According to official figures there are 4,400 Mongolians living in Germany, most of them in Berlin. Many of them once studied in East Berlin in the communist era and later tried to make their way in reunified Germany. Some managed to find a profession, while others did not. But even those who returned to Mongolia often send their children to Germany for schooling or university studies.

At Home in Germany

The former West Germany established diplomatic relations with socialist Mongolia back in 1974 and a German-Mongolian Society was founded in Bonn to vitalize a cultural agreement between the two countries.
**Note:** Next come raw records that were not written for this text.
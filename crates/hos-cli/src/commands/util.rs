//! Shared utilities for CLI commands.

use std::path::{Path, PathBuf};

use anyhow::{Context, Result};
use hos_core::Trip;

use crate::Config;

/// Picks the trip file from the command line, falling back to the config.
pub fn resolve_trip_path(file: Option<&Path>, config: &Config) -> Result<PathBuf> {
    file.map(Path::to_path_buf)
        .or_else(|| config.trip_path.clone())
        .context("no trip file given and no trip_path configured")
}

/// Reads and decodes a trip document.
pub fn load_trip(path: &Path) -> Result<Trip> {
    let input = std::fs::read_to_string(path)
        .with_context(|| format!("failed to read {}", path.display()))?;
    let trip = Trip::from_json(&input)
        .with_context(|| format!("failed to parse {}", path.display()))?;
    tracing::debug!(path = %path.display(), sheets = trip.logsheets.len(), "loaded trip");
    Ok(trip)
}

/// Resolves and loads the trip for a sheet command.
pub fn open_trip(file: Option<&Path>, config: &Config) -> Result<Trip> {
    let path = resolve_trip_path(file, config)?;
    load_trip(&path)
}

#[cfg(test)]
mod tests {
    use super::*;

    #[test]
    fn command_line_path_wins() {
        let config = Config {
            trip_path: Some(PathBuf::from("/configured.json")),
            ..Config::default()
        };
        let path = resolve_trip_path(Some(Path::new("/given.json")), &config).unwrap();
        assert_eq!(path, PathBuf::from("/given.json"));
    }

    #[test]
    fn falls_back_to_configured_path() {
        let config = Config {
            trip_path: Some(PathBuf::from("/configured.json")),
            ..Config::default()
        };
        let path = resolve_trip_path(None, &config).unwrap();
        assert_eq!(path, PathBuf::from("/configured.json"));
    }

    #[test]
    fn errors_without_any_path() {
        let err = resolve_trip_path(None, &Config::default()).unwrap_err();
        assert!(err.to_string().contains("no trip file"));
    }

    #[test]
    fn load_trip_reports_path_on_failure() {
        let temp = tempfile::tempdir().unwrap();
        let missing = temp.path().join("missing.json");
        let err = load_trip(&missing).unwrap_err();
        assert!(err.to_string().contains("missing.json"));

        let bad = temp.path().join("bad.json");
        std::fs::write(&bad, "{").unwrap();
        let err = load_trip(&bad).unwrap_err();
        assert!(err.to_string().contains("failed to parse"));
    }
}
Now the society is primarily concerned with academic relations. Its annual publication “Mongolische Notizen” provides analyses of Mongolian politics, economics and culture and reports about current German-Mongolian projects.

There are a number of other Mongolian and German-Mongolian associations that organize social gatherings, offer Mongolian language instruction and help Mongolians deal with German officials or promote cultural exchanges. However there is not much of a true Mongolian community. “Maidar”, an organization in Berlin, works to preserve Mongolian language and culture in Germany, but laments a lack of interest on the part of Mongolians. The group’s chairwoman Alimaa Amgalan thinks that is because many Mongolians are more interested in integrating into German society than in maintaining their own culture. Most Mongolian families in Germany speak German at home, she says. But there are some things that bring the community together, such as Berlin’s Tsog Mongol Sport Club.

To Learn from Mongolia …

…is to learn from nature. The Central Asian country is four times the size of Germany and with just over three million inhabitants is the most sparsely populated country in the world. Half of Mongolians live in the countryside and many are still livestock farmers and nomads. They move with their herds as necessary, picking up their tent-like homes, known as yurts or gers, and setting off in search of new pastureland. Mongolians brought the yurt to Germany. A number of Germans set them up in their gardens as alternatives to the conventional wooden shed. For others the yurt has become a symbol of a way of life emphasizing ecological awareness. There are entire forums devoted to yurts on the internet. Mongolians and their yurts were the inspiration for the Urban Nomads project, a German-Mongolian initiative that invited international researchers and artists to study modern nomadism in cities and take a social-critical view of urban development.

Anyone who would like to experience living or sleeping in a ger will find plenty of offers for yurt holidays in Germany.

Exploitation or Fair Cooperation?

Germany is Mongolia’s largest trading partner within the European Union. The two countries are committed to expanding their economic relations. In 2011 they agreed a partnership agreement in the raw materials sector. Mongolia has some of the richest mineral resources in the world, with huge reserves of copper, gold, silver, uranium and rare earth metals. The Mongolian government is hoping for knowledge transfer and aid in boosting its mineral processing industry. On 4 September 2014 the German-Mongolian Institute for Resources and Technology officially opened in Nalaikh near Ulaanbaatar. With the support of German experts, it will provide training for both German and Mongolian technical staff for the mineral resource sector. It’s being hailed as the start of a fair and sustainable partnership.